Modelling inter-activity duration to capture weekly activity-travel dynamics: instilling inherent dynamics within daily travel demand models
本文提出一种Copula方法,联合建模个体一周内活动间持续时间和出行方式选择,利用加拿大GTHA地区一周出行日志估计模型,发现两者存在显著依赖关系,对理解多日出行行为有参考价值。
Explicitly modelling the multi-day dynamics can result in an accurate and unbiased understanding of activity-travel choices. The study introduces a copula approach to jointly model individuals’ inter-activity duration and travel mode choices using week-long travel diaries. This study uses the simulated likelihood technique to address the inherent left-censoring issue in inter-activity duration modelling using week-long travel diaries. The joint model is empirically estimated using week-long travel diaries collected in the Greater Toronto and Hamilton Area (GTHA), Canada. Seven mandatory and discretionary activity types are examined. The empirical model reveals a statistically significant dependency between inter-activity duration and travel mode choices.
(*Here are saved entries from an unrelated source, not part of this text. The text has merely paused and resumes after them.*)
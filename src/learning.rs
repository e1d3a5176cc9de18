use rand::seq::SliceRandom;

use crate::api::ApiError;
use crate::diff::{self, AnswerDiff};
use crate::models::LearningQuestion;
use crate::session::Session;

#[derive(Debug, Clone, PartialEq, Eq)]
pub enum PracticeState {
    Loading,
    Failed(String),
    Empty,
    Ready,
    Complete,
}

#[derive(Debug, Clone, PartialEq, Eq)]
pub enum ClipState {
    Idle,
    Loading,
    Ready(Vec<u8>),
    Failed(String),
}

/// One pass through the practice words handed out by the server.
pub struct Practice {
    pub session: Session,
    pub state: PracticeState,
    pub questions: Vec<LearningQuestion>,
    pub index: usize,
    pub input: String,
    pub clip: ClipState,
    pub result: Option<AnswerDiff>,
    /// Mismatch percentage of every checked word so far.
    pub mismatches: Vec<f64>,
}

impl Practice {
    pub fn new(session: Session) -> Self {
        Self {
            session,
            state: PracticeState::Loading,
            questions: Vec::new(),
            index: 0,
            input: String::new(),
            clip: ClipState::Idle,
            result: None,
            mismatches: Vec::new(),
        }
    }

    pub fn retry(&mut self) {
        self.state = PracticeState::Loading;
    }

    pub fn loaded(&mut self, result: Result<Vec<LearningQuestion>, ApiError>, shuffle: bool) {
        if self.state != PracticeState::Loading {
            return;
        }
        match result {
            Ok(mut questions) if !questions.is_empty() => {
                if shuffle {
                    questions.shuffle(&mut rand::rng());
                }
                self.questions = questions;
                self.index = 0;
                self.state = PracticeState::Ready;
                self.reset_question();
            }
            Ok(_) => self.state = PracticeState::Empty,
            Err(e) => self.state = PracticeState::Failed(e.to_string()),
        }
    }

    fn reset_question(&mut self) {
        self.input.clear();
        self.clip = ClipState::Idle;
        self.result = None;
    }

    pub fn current(&self) -> Option<&LearningQuestion> {
        if self.state != PracticeState::Ready {
            return None;
        }
        self.questions.get(self.index)
    }

    /// URL of the current word's clip when it still needs fetching.
    pub fn clip_to_fetch(&mut self) -> Option<(usize, String)> {
        if !matches!(self.clip, ClipState::Idle | ClipState::Failed(_)) {
            return None;
        }
        let url = self.current()?.url.clone();
        self.clip = ClipState::Loading;
        Some((self.index, url))
    }

    /// Store a downloaded clip. Returns it for playback unless the user has
    /// already moved on to another word.
    pub fn clip_loaded(&mut self, index: usize, result: Result<Vec<u8>, ApiError>) -> Option<&[u8]> {
        if index != self.index || self.state != PracticeState::Ready {
            return None;
        }
        self.clip = match result {
            Ok(bytes) => ClipState::Ready(bytes),
            Err(e) => ClipState::Failed(e.to_string()),
        };
        self.clip()
    }

    pub fn clip(&self) -> Option<&[u8]> {
        match &self.clip {
            ClipState::Ready(bytes) => Some(bytes),
            _ => None,
        }
    }

    pub fn type_char(&mut self, c: char) {
        if self.result.is_none() {
            self.input.push(c);
        }
    }

    pub fn backspace(&mut self) {
        if self.result.is_none() {
            self.input.pop();
        }
    }

    /// Grade the typed answer against the current word.
    pub fn check(&mut self) -> Option<&AnswerDiff> {
        if self.result.is_some() {
            return self.result.as_ref();
        }
        let reference = self.current()?.correct_answer.clone();
        let diff = diff::compare(&reference, &self.input);
        tracing::debug!(
            word = %reference,
            mismatches = diff.mismatches,
            percent = diff.mismatch_percent(),
            "checked practice answer"
        );
        self.mismatches.push(diff.mismatch_percent());
        self.result = Some(diff);
        self.result.as_ref()
    }

    /// Move to the next word. Returns false once the list is exhausted.
    pub fn advance(&mut self) -> bool {
        if self.state != PracticeState::Ready || self.result.is_none() {
            return self.state == PracticeState::Ready;
        }
        self.index += 1;
        self.reset_question();
        if self.index >= self.questions.len() {
            self.state = PracticeState::Complete;
            return false;
        }
        true
    }

    /// Session accuracy: 100 minus the mean mismatch percentage.
    pub fn accuracy(&self) -> u32 {
        if self.mismatches.is_empty() {
            return 0;
        }
        let mean = self.mismatches.iter().sum::<f64>() / self.mismatches.len() as f64;
        (100.0 - mean).round().clamp(0.0, 100.0) as u32
    }
}

#[cfg(test)]
mod tests {
    use super::*;

    fn words(list: &[&str]) -> Vec<LearningQuestion> {
        list.iter()
            .map(|w| LearningQuestion {
                correct_answer: w.to_string(),
                url: format!("/static/audio/{w}.mp3"),
            })
            .collect()
    }

    fn practice(list: &[&str]) -> Practice {
        let mut p = Practice::new(Session::new("amy", "3B").unwrap());
        p.loaded(Ok(words(list)), false);
        p
    }

    fn answer(p: &mut Practice, text: &str) {
        for c in text.chars() {
            p.type_char(c);
        }
        p.check();
    }

    #[test]
    fn empty_list_and_errors() {
        let mut p = Practice::new(Session::new("amy", "3B").unwrap());
        p.loaded(Ok(Vec::new()), false);
        assert_eq!(p.state, PracticeState::Empty);
        assert!(p.current().is_none());

        p.retry();
        p.loaded(Err(ApiError::Decode("bad".into())), false);
        assert!(matches!(p.state, PracticeState::Failed(_)));
    }

    #[test]
    fn runs_through_words_and_scores() {
        let mut p = practice(&["cat", "dog"]);
        assert_eq!(p.current().unwrap().correct_answer, "cat");

        answer(&mut p, "cbt");
        assert_eq!(p.result.as_ref().unwrap().mismatch_percent_rounded(), 33);
        // input is frozen once checked
        p.type_char('x');
        assert_eq!(p.input, "cbt");
        assert!(p.advance());

        answer(&mut p, "DOG");
        assert!(p.result.as_ref().unwrap().is_perfect());
        assert!(!p.advance());
        assert_eq!(p.state, PracticeState::Complete);
        assert_eq!(p.accuracy(), 83);
    }

    #[test]
    fn advance_needs_a_checked_answer() {
        let mut p = practice(&["cat", "dog"]);
        assert!(p.advance());
        assert_eq!(p.index, 0);
    }

    #[test]
    fn check_is_idempotent() {
        let mut p = practice(&["cat"]);
        answer(&mut p, "c");
        p.check();
        assert_eq!(p.mismatches.len(), 1);
    }

    #[test]
    fn clips_are_fetched_once_and_stale_ones_dropped() {
        let mut p = practice(&["cat", "dog"]);
        assert_eq!(p.clip_to_fetch(), Some((0, "/static/audio/cat.mp3".to_string())));
        assert_eq!(p.clip_to_fetch(), None);

        answer(&mut p, "cat");
        p.advance();
        assert!(p.clip_loaded(0, Ok(vec![1])).is_none());
        assert_eq!(p.clip, ClipState::Idle);

        assert_eq!(p.clip_to_fetch(), Some((1, "/static/audio/dog.mp3".to_string())));
        assert_eq!(p.clip_loaded(1, Ok(vec![9])), Some(&[9u8][..]));
        assert_eq!(p.clip(), Some(&[9u8][..]));
    }

    #[test]
    fn failed_clip_can_be_refetched() {
        let mut p = practice(&["cat"]);
        p.clip_to_fetch();
        p.clip_loaded(0, Err(ApiError::Status(404, String::new())));
        assert!(matches!(p.clip, ClipState::Failed(_)));
        assert!(p.clip_to_fetch().is_some());
    }

    #[test]
    fn shuffle_keeps_every_word() {
        let mut p = Practice::new(Session::new("amy", "3B").unwrap());
        p.loaded(Ok(words(&["a", "b", "c", "d", "e"])), true);
        let mut seen: Vec<_> = p.questions.iter().map(|q| q.correct_answer.clone()).collect();
        seen.sort();
        assert_eq!(seen, vec!["a", "b", "c", "d", "e"]);
    }

    #[test]
    fn no_answers_no_accuracy() {
        let p = practice(&["cat"]);
        assert_eq!(p.accuracy(), 0);
    }

    #[test]
    fn late_list_does_not_restart_a_session() {
        let mut p = practice(&["cat", "dog"]);
        answer(&mut p, "cbt");
        p.loaded(Ok(words(&["sun"])), false);

        assert_eq!(p.current().unwrap().correct_answer, "cat");
        assert_eq!(p.input, "cbt");
        assert!(p.result.is_some());
        assert_eq!(p.mismatches.len(), 1);
    }
}
#[derive(Debug, Clone, Copy, PartialEq, Eq)]
pub enum Field {
    Username,
    ClassName,
}

pub struct UsernameForm {
    pub username: String,
    pub class_name: String,
    pub focus: Field,
    pub error: Option<String>,
}

impl UsernameForm {
    fn prefilled(settings: &Settings) -> Self {
        Self {
            username: settings.last_username.clone(),
            class_name: settings.last_class_name.clone(),
            focus: Field::Username,
            error: None,
        }
    }

    fn focused(&mut self) -> &mut String {
        match self.focus {
            Field::Username => &mut self.username,
            Field::ClassName => &mut self.class_name,
        }
    }

    fn toggle_focus(&mut self) {
        self.focus = match self.focus {
            Field::Username => Field::ClassName,
            Field::ClassName => Field::Username,
        };
    }
}

pub enum History {
    Loading,
    Loaded(Vec<TestRecord>),
    Failed(String),
}

pub struct Dashboard {
    pub session: Session,
    pub history: History,
    pub selected: usize,
}

impl Dashboard {
    fn new(session: Session) -> Self {
        Self {
            session,
            history: History::Loading,
            selected: 0,
        }
    }

    pub fn records(&self) -> &[TestRecord] {
        match &self.history {
            History::Loaded(records) => records,
            _ => &[],
        }
    }
}

pub enum Screen {
    Welcome,
    EnterUsername(UsernameForm),
    Dashboard(Dashboard),
    Test(TestFlow),
    Learning(Practice),
}

/// Spawns requests on the runtime and routes their results to the UI loop.
struct Backend {
    client: Arc<BackendClient>,
    runtime: Handle,
    tx: UnboundedSender<Completion>,
    /// Bumped whenever a screen that issues requests is opened.
    generation: u64,
}

impl Backend {
    fn spawn<T, F, W>(&self, request: F, wrap: W)
    where
        T: Send + 'static,
        F: Future<Output = Result<T, ApiError>> + Send + 'static,
        W: FnOnce(Result<T, ApiError>) -> AppEvent + Send + 'static,
    {
        let tx = self.tx.clone();
        let generation = self.generation;
        self.runtime.spawn(async move {
            let result = request.await;
            if let Err(e) = &result {
                tracing::warn!(error = %e, "request failed");
            }
            // receiver only goes away on shutdown
            let _ = tx.send(Completion {
                generation,
                event: wrap(result),
            });
        });
    }

    fn load_history(&self, session: &Session) {
        let client = self.client.clone();
        let session = session.clone();
        self.spawn(
            async move { client.user_class_data(&session).await },
            AppEvent::HistoryLoaded,
        );
    }

    fn start_test(&self, session: &Session) {
        let client = self.client.clone();
        let username = session.username().to_string();
        self.spawn(
            async move { client.start_test(&username).await },
            AppEvent::TestStarted,
        );
    }

    fn load_prompt(&self, question: Question) {
        let client = self.client.clone();
        self.spawn(
            async move { client.fetch_prompt(question).await },
            move |result| AppEvent::PromptLoaded(question, result),
        );
    }

    fn submit(&self, question: Question, answer: Answer) {
        let client = self.client.clone();
        self.spawn(
            async move {
                match answer {
                    Answer::Text(text) => client.submit_text(question, &text).await,
                    Answer::Letter(letter) => {
                        client.submit_text(question, &letter.to_string()).await
                    }
                    Answer::File(path) => {
                        let upload = Upload::read(&path).await?;
                        client.submit_upload(question, upload).await
                    }
                }
            },
            move |result| AppEvent::AnswerSubmitted(question, result),
        );
    }

    fn finish_test(&self, session: &Session) {
        let client = self.client.clone();
        let username = session.username().to_string();
        self.spawn(
            async move { client.finish_test(&username).await },
            AppEvent::TestFinished,
        );
    }

    fn load_practice(&self, session: &Session) {
        let client = self.client.clone();
        let username = session.username().to_string();
        self.spawn(
            async move { client.learning_questions(&username).await },
            AppEvent::PracticeLoaded,
        );
    }

    fn load_clip(&self, index: usize, url: String) {
        let client = self.client.clone();
        self.spawn(
            async move { client.fetch_audio(&url).await },
            move |result| AppEvent::ClipLoaded(index, result),
        );
    }
}
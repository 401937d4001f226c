//! Time module for the run clock
//!
//! The rewrite engine only needs two things from the host clock: the number
//! of seconds since local midnight and the day of the year. They are read
//! once, through the [`Clock`] trait, at the start of a run.

use crate::constants::DAY_SECONDS;
use chrono::{Datelike, Local, Timelike};
use lazy_static::lazy_static;
use regex::Regex;
use std::fmt;
use std::str::FromStr;
use thiserror::Error;

/// Error type for time operations
#[derive(Debug, Error)]
pub enum TimeError {
    #[error("Invalid time format: {0}")]
    InvalidFormat(String),

    #[error("Time out of range: {0}")]
    OutOfRange(String),
}

/// Result type for time operations
pub type Result<T> = std::result::Result<T, TimeError>;

lazy_static! {
    /// `HH:MM` or `HH:MM:SS`
    static ref TIME_OF_DAY: Regex =
        Regex::new(r"^\s*(\d{1,2}):(\d{2})(?::(\d{2}))?\s*$").expect("time pattern is valid");
}

/// Whole seconds since local midnight, always in `[0, 86400)`
#[derive(Debug, Clone, Copy, PartialEq, Eq, PartialOrd, Ord, Hash, Default)]
pub struct TimeOfDay(u32);

impl TimeOfDay {
    /// Wraps any second count into a single day
    ///
    /// Negative values wrap forward by whole days, so `-1` is `23:59:59`.
    pub fn from_seconds(seconds: i64) -> Self {
        TimeOfDay(seconds.rem_euclid(DAY_SECONDS) as u32)
    }

    /// Builds a time from hours, minutes and seconds
    pub fn from_hms(hours: u32, minutes: u32, seconds: u32) -> Result<Self> {
        if hours >= 24 || minutes >= 60 || seconds >= 60 {
            return Err(TimeError::OutOfRange(format!(
                "{:02}:{:02}:{:02}",
                hours, minutes, seconds
            )));
        }
        Ok(TimeOfDay(hours * 3600 + minutes * 60 + seconds))
    }

    /// Seconds since midnight
    pub fn seconds(&self) -> u32 {
        self.0
    }

    /// Seconds since midnight as a float, for the geometry model
    pub fn as_f64(&self) -> f64 {
        f64::from(self.0)
    }
}

impl fmt::Display for TimeOfDay {
    fn fmt(&self, f: &mut fmt::Formatter<'_>) -> fmt::Result {
        f.write_str(&format_duration(self.as_f64()))
    }
}

impl FromStr for TimeOfDay {
    type Err = TimeError;

    fn from_str(s: &str) -> Result<Self> {
        let caps = TIME_OF_DAY
            .captures(s)
            .ok_or_else(|| TimeError::InvalidFormat(s.to_string()))?;

        let field = |index: usize| -> Result<u32> {
            match caps.get(index) {
                Some(m) => m
                    .as_str()
                    .parse()
                    .map_err(|_| TimeError::InvalidFormat(s.to_string())),
                None => Ok(0),
            }
        };

        TimeOfDay::from_hms(field(1)?, field(2)?, field(3)?)
    }
}

/// Formats a span of seconds as `HH:MM:SS`
///
/// Fractional seconds are truncated. Hours are not wrapped, so a job that
/// runs past a day reads `25:00:00`.
pub fn format_duration(seconds: f64) -> String {
    let total = seconds.max(0.0) as u64;
    let hours = total / 3600;
    let minutes = (total / 60) % 60;
    let secs = total % 60;
    format!("{:02}:{:02}:{:02}", hours, minutes, secs)
}

/// What the host clock reports at the start of a run
#[derive(Debug, Clone, Copy, PartialEq, Eq)]
pub struct ClockReading {
    pub time_of_day: TimeOfDay,
    /// Day of the year, 0-indexed (January 1st is day 0)
    pub day_of_year: u32,
}

impl ClockReading {
    pub fn new(time_of_day: TimeOfDay, day_of_year: u32) -> Self {
        Self {
            time_of_day,
            day_of_year,
        }
    }

    /// Reads the wall clock fields of any chrono date-time
    pub fn from_datetime<T: Datelike + Timelike>(datetime: &T) -> Self {
        Self {
            time_of_day: TimeOfDay::from_seconds(i64::from(datetime.num_seconds_from_midnight())),
            day_of_year: datetime.ordinal0(),
        }
    }
}

/// Source of "now" for a run
pub trait Clock {
    fn now(&self) -> ClockReading;
}

/// The host's local wall clock
#[derive(Debug, Clone, Copy, Default)]
pub struct SystemClock;

impl Clock for SystemClock {
    fn now(&self) -> ClockReading {
        ClockReading::from_datetime(&Local::now())
    }
}

/// A clock pinned to one reading, for reproducible runs
#[derive(Debug, Clone, Copy)]
pub struct FixedClock(pub ClockReading);

impl Clock for FixedClock {
    fn now(&self) -> ClockReading {
        self.0
    }
}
This dependency indicates that the frequent scheduling of specific activity types is positively correlated with higher utility from travel mode choices, particularly for retail shopping and service activities. Conversely, work/study and errand/grocery shopping activities show lower correlations, suggesting that higher mode choice utility has a lesser impact on the time between these activities.